Guardia Civil outside Marbella´s Alfil building while officers search a lawyers' office. / JOSELE

European Public Prosecutor's Office ordered Marbella searches under international investigation

Four ringleaders were allegedly involved in committing the biggest carousel fraud in the EU


The entry and search of the fourth floor of the Alfil building in Marbella, the headquarters of Antonio Flores Vila's law firm, was at the request of the European Public Prosecutor's Office, SUR has learnt. At 8am on Tuesday, a large number of Guardia Civil officers searched the building in the centre of the town. The search lasted three hours and they left without, apparently, taking any physical documentation.

The inspection was authorised by an entry and search warrant issued on Monday, which SUR has had access to. The Guardia Civil action was carried out as part of an investigation into tax fraud, money laundering and membership of a criminal organisation. It directly targets four people, three men and a woman, who are alleged to be the ringleaders of the largest 'carousel fraud' (the evasion of VAT, IVA - or national sales tax equivalent - by organised crime groups) committed in Europe.

More raids

Guardia Civil searches were also carried out on a company located in Calle Pizarra, a home in the La Alcazaba residential developement in Río Verde, and a villa in Nagüeles. The force also searched another legal firm in Malaga. At the same time, the operation was deployed in Madrid, Barcelona and Ceuta.

According to the European Public Prosecutor's Office (EPPO), "There are reasonable grounds to believe that the cell under investigation for committing PIF crimes (affecting the economic interests of the EU) may be a criminal organisation," and, allegedly, involves Portuguese and French nationals.

Since 2017 the main suspects have allegedly created "a successive chain of companies engaged in the business of selling computer equipment on online platforms to avoid paying the VAT due on the sale of the goods to the final customers with the falsification of tax documents/declarations," EPPO said.

The suspects also, allegedly, provided bank accounts to a number of entities to move the money obtained through the alleged criminal activity to use it for the purchase of personal items, real estate and valuable assets.

Portuguese mobiles

According to the court order, the operation began with a Portuguese company involved in trading mobiles, tablets and electronic devices, which had other supplier companies located in Germany and Austria. The following year, the main company under investigation declared to the Portuguese tax authorities that it had paid invoices to its suppliers amounting to 200 million euros. It also claimed that it had sold its products to a well-known US online trading corporation, which was based in Luxembourg. However, investigators concluded that "the invoices submitted to the tax authorities were allegedly falsified".

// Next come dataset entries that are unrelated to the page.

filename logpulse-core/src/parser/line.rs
use super::parse_timestamp;
use crate::event::LogEvent;
use thiserror::Error;

/// `<timestamp> <method> <path> <status> <latency_ms>`
pub const FIELD_COUNT: usize = 5;

/// Why a single line could not be decoded into a [`LogEvent`].
#[derive(Debug, Clone, PartialEq, Eq, Error)]
pub enum LineError {
    #[error("expected {expected} fields, found {found}", expected = FIELD_COUNT)]
    FieldCount { found: usize },

    #[error("invalid timestamp '{value}'")]
    Timestamp { value: String },

    #[error("invalid status '{value}'")]
    Status { value: String },

    #[error("invalid latency '{value}'")]
    Latency { value: String },

    #[error("line is not valid UTF-8")]
    Encoding,
}

/// Decode one log line. Surrounding whitespace is ignored and fields may be
/// separated by any run of whitespace.
pub fn parse_line(line: &str) -> Result<LogEvent, LineError> {
    let fields: Vec<&str> = line.split_whitespace().collect();

    let [timestamp, method, path, status, latency] = fields.as_slice() else {
        return Err(LineError::FieldCount {
            found: fields.len(),
        });
    };

    let timestamp = parse_timestamp(timestamp)?;

    let status = status.parse::<i64>().map_err(|_| LineError::Status {
        value: status.to_string(),
    })?;

    // latency is a duration; a negative value is as broken as a non-number
    let latency_ms = latency.parse::<u64>().map_err(|_| LineError::Latency {
        value: latency.to_string(),
    })?;

    Ok(LogEvent::new(timestamp, *method, *path, status, latency_ms))
}
use super::value::round_to;
use super::{Metric, MetricResult, MetricValue};
use crate::event::LogEvent;

/// Share of requests that ended in a server error (status >= 500).
#[derive(Debug, Default)]
pub struct ErrorRateMetric {
    total: u64,
    errors: u64,
}

impl ErrorRateMetric {
    pub const NAME: &'static str = "error_rate";

    pub fn new() -> Self {
        Self::default()
    }

    fn rate_percent(&self) -> f64 {
        if self.total == 0 {
            return 0.0;
        }
        round_to(self.errors as f64 / self.total as f64 * 100.0, 2)
    }
}

impl Metric for ErrorRateMetric {
    fn name(&self) -> &'static str {
        Self::NAME
    }

    fn consume(&mut self, event: &LogEvent) {
        self.total += 1;
        if event.is_server_error() {
            self.errors += 1;
        }
    }

    fn result(&self) -> MetricResult {
        MetricResult::from([
            ("error_count".to_string(), MetricValue::from(self.errors)),
            (
                "error_rate_percent".to_string(),
                MetricValue::from(self.rate_percent()),
            ),
        ])
    }
}
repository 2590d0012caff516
//! Dispatch loop
//!
//! Pulls outcomes off the parser one at a time and fans each one out to every
//! metric in registration order. Valid events go to `consume`; parse failures
//! go only to metrics that expose an error sink. A bad line never stops the
//! run. Only failing to open or read the file does.

use crate::error::PipelineError;
use crate::event::LogEvent;
use crate::metrics::Metric;
use crate::parser::{EventStream, LogParser, ParseFailure, ParseOutcome};
use std::io::{self, BufRead};
use std::path::Path;
use tracing::info;

/// What went through the loop during one run.
#[derive(Debug, Default, Clone, Copy, PartialEq, Eq)]
pub struct RunSummary {
    pub events: u64,
    pub parse_failures: u64,
}

/// One pipeline run over one input. Build a fresh one (with fresh metrics)
/// for every run.
pub struct Pipeline {
    metrics: Vec<Box<dyn Metric>>,
}

impl Pipeline {
    pub fn new(metrics: Vec<Box<dyn Metric>>) -> Self {
        Self { metrics }
    }

    /// Run over the file at `path` and hand the metrics back, in the order
    /// they were registered, ready to be queried.
    pub fn run(self, path: impl AsRef<Path>) -> Result<Vec<Box<dyn Metric>>, PipelineError> {
        self.run_with_summary(path).map(|(metrics, _)| metrics)
    }

    pub fn run_with_summary(
        mut self,
        path: impl AsRef<Path>,
    ) -> Result<(Vec<Box<dyn Metric>>, RunSummary), PipelineError> {
        let path = path.as_ref();
        let stream = LogParser::parse(path)?;

        let summary = self
            .drive(stream)
            .map_err(|e| PipelineError::read(path, e))?;

        info!(
            path = %path.display(),
            events = summary.events,
            parse_failures = summary.parse_failures,
            metrics = self.metrics.len(),
            "pipeline run complete"
        );

        Ok((self.metrics, summary))
    }

    /// Same loop over any buffered reader.
    pub fn run_reader<R: BufRead>(
        mut self,
        reader: R,
    ) -> io::Result<(Vec<Box<dyn Metric>>, RunSummary)> {
        let summary = self.drive(EventStream::new(reader))?;
        Ok((self.metrics, summary))
    }

    fn drive<R: BufRead>(&mut self, stream: EventStream<R>) -> io::Result<RunSummary> {
        let mut summary = RunSummary::default();

        for outcome in stream {
            match outcome? {
                ParseOutcome::Event(event) => {
                    summary.events += 1;
                    self.dispatch_event(&event);
                }
                ParseOutcome::Failure(failure) => {
                    summary.parse_failures += 1;
                    self.dispatch_failure(&failure);
                }
            }
        }

        Ok(summary)
    }

    fn dispatch_event(&mut self, event: &LogEvent) {
        for metric in &mut self.metrics {
            metric.consume(event);
        }
    }

    fn dispatch_failure(&mut self, failure: &ParseFailure) {
        for metric in &mut self.metrics {
            if let Some(sink) = metric.as_error_sink() {
                sink.consume_error(failure);
            }
        }
    }
}

/// Run `metrics` over the log at `path` and return them with their state.
pub fn run_pipeline(
    path: impl AsRef<Path>,
    metrics: Vec<Box<dyn Metric>>,
) -> Result<Vec<Box<dyn Metric>>, PipelineError> {
    Pipeline::new(metrics).run(path)
}
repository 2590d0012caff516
use crate::error::ReportError;
use crate::metrics::{Metric, MetricValue};
use serde::Serialize;
use std::collections::BTreeMap;
use tracing::debug;

/// Every metric's result folded into one map.
///
/// Metrics are merged in the order given and a later metric overwrites an
/// earlier one on a shared key. Metric sets are expected to use disjoint
/// field names; the overwrite rule only decides what happens when they don't.
#[derive(Debug, Clone, Default, PartialEq, Serialize)]
#[serde(transparent)]
pub struct Report {
    fields: BTreeMap<String, MetricValue>,
}

impl Report {
    pub fn merge<M: AsRef<dyn Metric>>(metrics: &[M]) -> Self {
        let mut fields = BTreeMap::new();

        for metric in metrics {
            let metric = metric.as_ref();
            for (key, value) in metric.result() {
                if let Some(previous) = fields.insert(key.clone(), value) {
                    debug!(
                        key = %key,
                        metric = metric.name(),
                        previous = %previous,
                        "report field overwritten"
                    );
                }
            }
        }

        Self { fields }
    }

    pub fn get(&self, key: &str) -> Option<&MetricValue> {
        self.fields.get(key)
    }

    pub fn len(&self) -> usize {
        self.fields.len()
    }

    pub fn is_empty(&self) -> bool {
        self.fields.is_empty()
    }

    /// Fields in ascending key order.
    pub fn iter(&self) -> impl Iterator<Item = (&str, &MetricValue)> {
        self.fields.iter().map(|(k, v)| (k.as_str(), v))
    }
}

/// How a report is written out.
#[derive(Debug, Clone, Copy, Default, PartialEq, Eq)]
pub enum OutputFormat {
    /// Two-space indented JSON object, keys sorted.
    #[default]
    Json,
}

impl OutputFormat {
    pub fn render(self, report: &Report) -> Result<String, ReportError> {
        match self {
            OutputFormat::Json => Ok(serde_json::to_string_pretty(report)?),
        }
    }
}
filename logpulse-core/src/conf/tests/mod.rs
mod loader_tests;
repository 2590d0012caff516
mod error;
mod loader;

#[cfg(test)]
mod tests;

pub use error::ConfigError;
pub use loader::{DEFAULT_METRICS, MetricsConfig, load_config};
/// Server launch: resolve the entry script, build the command line, spawn the
/// interpreter with captured output, and hand the output to the log watcher.
use crate::config::{ConfigError, LaunchConfig};
use crate::watcher::{self, ConsoleSink, DetectedEndpoint, WatchSummary};
use std::path::{Path, PathBuf};
use std::process::{ExitStatus, Stdio};
use std::sync::Arc;
use std::time::Duration;
use tokio::process::{Child, Command};
use tokio::sync::oneshot;
use tokio::task::JoinHandle;

/// Entry scripts, most preferred first.
pub const ENTRY_POINTS: [&str; 2] = ["main.py", "server.py"];

/// How long to wait after spawning before declaring the start successful.
const EARLY_EXIT_CHECK: Duration = Duration::from_millis(200);

/// Upper bound on draining output from a process that already exited.
const DRAIN_TIMEOUT: Duration = Duration::from_secs(1);

/// Grace period between SIGTERM and a hard kill.
const STOP_GRACE: Duration = Duration::from_secs(5);

/// Errors that can occur while starting or stopping the server.
#[derive(Debug)]
pub enum LaunchError {
    /// Configuration was unusable (missing directory or entry script).
    Config(ConfigError),
    /// The interpreter could not be found.
    InterpreterNotFound {
        program: String,
        source: std::io::Error,
    },
    /// Spawning failed for any other reason (permissions, bad cwd...).
    Spawn { source: std::io::Error },
    /// The server exited during the startup check.
    ExitedEarly { code: Option<i32> },
    /// Waiting on or signalling the child failed.
    Io { source: std::io::Error },
}

impl std::fmt::Display for LaunchError {
    fn fmt(&self, f: &mut std::fmt::Formatter<'_>) -> std::fmt::Result {
        match self {
            LaunchError::Config(e) => write!(f, "{e}"),
            LaunchError::InterpreterNotFound { program, source } => {
                write!(f, "Failed to launch (python not found?): {program}: {source}")
            }
            LaunchError::Spawn { source } => write!(f, "Failed to launch: {source}"),
            LaunchError::ExitedEarly { code: Some(code) } => {
                write!(f, "Server exited immediately with code: {code}")
            }
            LaunchError::ExitedEarly { code: None } => {
                write!(f, "Server exited immediately (killed by signal)")
            }
            LaunchError::Io { source } => write!(f, "I/O error while managing server: {source}"),
        }
    }
}

impl std::error::Error for LaunchError {
    fn source(&self) -> Option<&(dyn std::error::Error + 'static)> {
        match self {
            LaunchError::Config(e) => Some(e),
            LaunchError::InterpreterNotFound { source, .. } => Some(source),
            LaunchError::Spawn { source } => Some(source),
            LaunchError::Io { source } => Some(source),
            LaunchError::ExitedEarly { .. } => None,
        }
    }
}

impl From<ConfigError> for LaunchError {
    fn from(e: ConfigError) -> Self {
        LaunchError::Config(e)
    }
}

/// Pick the first entry script that exists in `dir`.
pub fn resolve_entry_point(dir: &Path) -> Result<PathBuf, ConfigError> {
    if !dir.is_dir() {
        return Err(ConfigError::MissingWorkingDirectory {
            path: dir.to_path_buf(),
        });
    }
    let candidates: Vec<PathBuf> = ENTRY_POINTS.iter().map(|name| dir.join(name)).collect();
    match candidates.iter().find(|p| p.is_file()) {
        Some(entry) => Ok(entry.clone()),
        None => Err(ConfigError::MissingEntryPoint {
            dir: dir.to_path_buf(),
            candidates,
        }),
    }
}

/// Full command line, interpreter first.
fn build_command_line(config: &LaunchConfig, entry: &Path) -> Vec<String> {
    let mut parts = vec![
        config.interpreter().to_string(),
        // Unbuffered child output so lines arrive as they are printed.
        "-u".to_string(),
        entry.display().to_string(),
        "--listen".to_string(),
        config.bind_ip.clone(),
        "--port".to_string(),
        config.bind_port.to_string(),
    ];
    parts.extend(config.extra_flags.iter().cloned());
    parts
}

#[cfg(windows)]
fn apply_creation_flags(cmd: &mut Command) -> &mut Command {
    const CREATE_NO_WINDOW: u32 = 0x0800_0000;
    cmd.creation_flags(CREATE_NO_WINDOW)
}

#[cfg(not(windows))]
fn apply_creation_flags(cmd: &mut Command) -> &mut Command {
    cmd
}

/// Starts servers described by a `LaunchConfig`.
pub struct Launcher {
    config: LaunchConfig,
}

impl Launcher {
    pub fn new(config: LaunchConfig) -> Self {
        Self { config }
    }

    pub fn config(&self) -> &LaunchConfig {
        &self.config
    }

    /// The command that `start` would run. Fails if no entry script exists.
    pub fn command_line(&self) -> Result<Vec<String>, ConfigError> {
        let entry = resolve_entry_point(&self.config.working_directory)?;
        Ok(build_command_line(&self.config, &entry))
    }

    /// Spawn the server in the background and start watching its output.
    ///
    /// Returns once the process has survived a short startup check. Output
    /// keeps flowing to `sink` from a background task; the ready line is
    /// reported there and in `ServerHandle::into_summary`.
    pub async fn start(&self, sink: Arc<dyn ConsoleSink>) -> Result<ServerHandle, LaunchError> {
        let parts = self.command_line()?;
        watcher::status(
            sink.as_ref(),
            &format!("Launching: {}", shell_words::join(&parts)),
        );
        tracing::info!(
            command = %parts[0],
            args = ?&parts[1..],
            cwd = %self.config.working_directory.display(),
            "spawning server"
        );

        let mut cmd = Command::new(&parts[0]);
        cmd.args(&parts[1..])
            .current_dir(&self.config.working_directory)
            .stdin(Stdio::null())
            .stdout(Stdio::piped())
            .stderr(Stdio::piped())
            .kill_on_drop(true);
        apply_creation_flags(&mut cmd);

        let mut child = cmd.spawn().map_err(|e| {
            if e.kind() == std::io::ErrorKind::NotFound {
                LaunchError::InterpreterNotFound {
                    program: parts[0].clone(),
                    source: e,
                }
            } else {
                LaunchError::Spawn { source: e }
            }
        })?;

        let pid = child.id().unwrap_or(0);
        tracing::info!(pid, "server subprocess started");

        let (stdout, stderr) = match (child.stdout.take(), child.stderr.take()) {
            (Some(out), Some(err)) => (out, err),
            _ => {
                return Err(LaunchError::Io {
                    source: std::io::Error::other("child output pipes were not captured"),
                })
            }
        };
        let lines = watcher::combined_output(stdout, stderr);
        let (endpoint_tx, endpoint_rx) = oneshot::channel();
        let watch_task = tokio::spawn(watcher::watch(lines, Arc::clone(&sink), Some(endpoint_tx)));

        tokio::time::sleep(EARLY_EXIT_CHECK).await;
        if let Some(status) = child
            .try_wait()
            .map_err(|e| LaunchError::Io { source: e })?
        {
            // Let whatever the server printed reach the console first.
            if tokio::time::timeout(DRAIN_TIMEOUT, watch_task).await.is_err() {
                tracing::debug!(pid, "output still open after early exit");
            }
            tracing::warn!(pid, exit_code = ?status.code(), "server exited during startup");
            return Err(LaunchError::ExitedEarly {
                code: status.code(),
            });
        }

        watcher::status(
            sink.as_ref(),
            &format!("Server process started (PID: {pid}). Waiting for URL..."),
        );

        Ok(ServerHandle {
            child,
            pid,
            watch_task,
            endpoint_rx: Some(endpoint_rx),
        })
    }
}

/// A running server. Dropping the handle kills the process.
pub struct ServerHandle {
    child: Child,
    pid: u32,
    watch_task: JoinHandle<WatchSummary>,
    endpoint_rx: Option<oneshot::Receiver<DetectedEndpoint>>,
}

impl ServerHandle {
    pub fn pid(&self) -> u32 {
        self.pid
    }

    /// Receiver for the ready endpoint. Resolves with an error if output
    /// ends without a URL. Can only be taken once.
    #[cfg(test)]
    pub fn take_endpoint(&mut self) -> Option<oneshot::Receiver<DetectedEndpoint>> {
        self.endpoint_rx.take()
    }

    /// Wait for the server to exit on its own.
    pub async fn wait(&mut self) -> Result<ExitStatus, LaunchError> {
        let status = self
            .child
            .wait()
            .await
            .map_err(|e| LaunchError::Io { source: e })?;
        tracing::info!(pid = self.pid, exit_code = ?status.code(), "server exited");
        Ok(status)
    }

    /// Ask the server to stop, then kill it if it has not exited within
    /// the grace period.
    pub async fn stop(&mut self) -> Result<ExitStatus, LaunchError> {
        if let Some(status) = self
            .child
            .try_wait()
            .map_err(|e| LaunchError::Io { source: e })?
        {
            return Ok(status);
        }

        self.terminate()?;
        match tokio::time::timeout(STOP_GRACE, self.child.wait()).await {
            Ok(result) => result.map_err(|e| LaunchError::Io { source: e }),
            Err(_) => {
                tracing::warn!(pid = self.pid, "server ignored terminate, killing");
                self.child
                    .kill()
                    .await
                    .map_err(|e| LaunchError::Io { source: e })?;
                self.child
                    .wait()
                    .await
                    .map_err(|e| LaunchError::Io { source: e })
            }
        }
    }

    #[cfg(unix)]
    fn terminate(&mut self) -> Result<(), LaunchError> {
        use nix::sys::signal::{kill, Signal};
        use nix::unistd::Pid;

        tracing::debug!(pid = self.pid, "sending SIGTERM");
        match kill(Pid::from_raw(self.pid as i32), Signal::SIGTERM) {
            Ok(()) | Err(nix::errno::Errno::ESRCH) => Ok(()),
            Err(e) => Err(LaunchError::Io {
                source: std::io::Error::from(e),
            }),
        }
    }

    #[cfg(not(unix))]
    fn terminate(&mut self) -> Result<(), LaunchError> {
        self.child
            .start_kill()
            .map_err(|e| LaunchError::Io { source: e })
    }

    /// Wait for the output watcher to finish and return what it saw.
    ///
    /// Call after the process has exited. The watcher normally ends when the
    /// output pipes close, but a process the server left behind can keep
    /// them open. After `DRAIN_TIMEOUT` the watcher is abandoned and the
    /// summary carries only the endpoint it already reported (`lines` is 0).
    pub async fn into_summary(mut self) -> WatchSummary {
        match tokio::time::timeout(DRAIN_TIMEOUT, &mut self.watch_task).await {
            Ok(Ok(summary)) => return summary,
            Ok(Err(e)) => tracing::warn!(error = %e, "log watcher task failed"),
            Err(_) => {
                tracing::warn!(
                    pid = self.pid,
                    "output still open after server exit, abandoning log watcher"
                );
                self.watch_task.abort();
            }
        }
        WatchSummary {
            lines: 0,
            endpoint: self.endpoint_rx.and_then(|mut rx| rx.try_recv().ok()),
        }
    }
}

Another of the companies involved, which was active between 2016 and December 2018, also declared extra-EU purchases amounting to €40 million and declared intra-EU sales to international companies. According to the EPPO, between the first Portuguese company and the second one, the suspects would have managed to evade in Germany "more than 52 million euros in VAT between 2016 and 2018, considering only German VAT receipts".

Debit cards

Two of the alleged leaders of the scheme, according to the indictment, "used money" from two of the main companies involved in the fraud for their own benefit. To cover up their crime, they would have used prepaid and debit cards "charged with money from these banking sources", which would also be used to pay frontmen.

Lawyer responds

Antonio Flores, head lawyer of Lawbird, the law firm searched in Marbella, has spoken exclusively to SUR and exempts himself from any responsibility in the alleged fraud.

"We have many Moroccan clients, but they have certain restrictions to withdraw money and cannot make transfers freely. What do they do? They use companies in Europe that trade with Morocco to send money to Spain from Casablanca. I don't think it's correct from Morocco's point of view. From time to time they get fines. That's none of Spain's business. Some of these companies, which are part of a network of front companies, have carried out the service, for a fee.

“In my case, it is a man who has bought a private house for his daughter in Madrid and another one in Dama de Noche (Marbella). They have received the money in our client account. Through us, they have bought their house. So far, so good.

“What happens is that this company has used this transfer to say that it is a deductible expense for goods that we have sold them. What do they get out of it? If I receive 500,000 euros, they say, I think I remember, that they have sold me dog food for that amount and they deduct the VAT. I think in this way, for example, they have applied for 120,000 euros from the Portuguese tax authorities. It's a merry-go-round, the money circulates.

"In our case there are three Moroccan families, who sent the money to buy a house. But they don't know anything. In Spain there is nothing, we have only received a request from the European Public Prosecutor's Office in Portugal for an investigation. It is not laundered money, it is VAT fraud for that amount that has been sent," Flores said.

According to Flores, "They already asked us in 2020. Are you selling anything, they asked us. Only legal services here, VAT zero. It appears in the court document. We deal with buying and selling, investments and litigation. There are no measures against the people or the assets of the office. They have taken the documents of the three clients. This is VAT fraud at a European level," Flores added.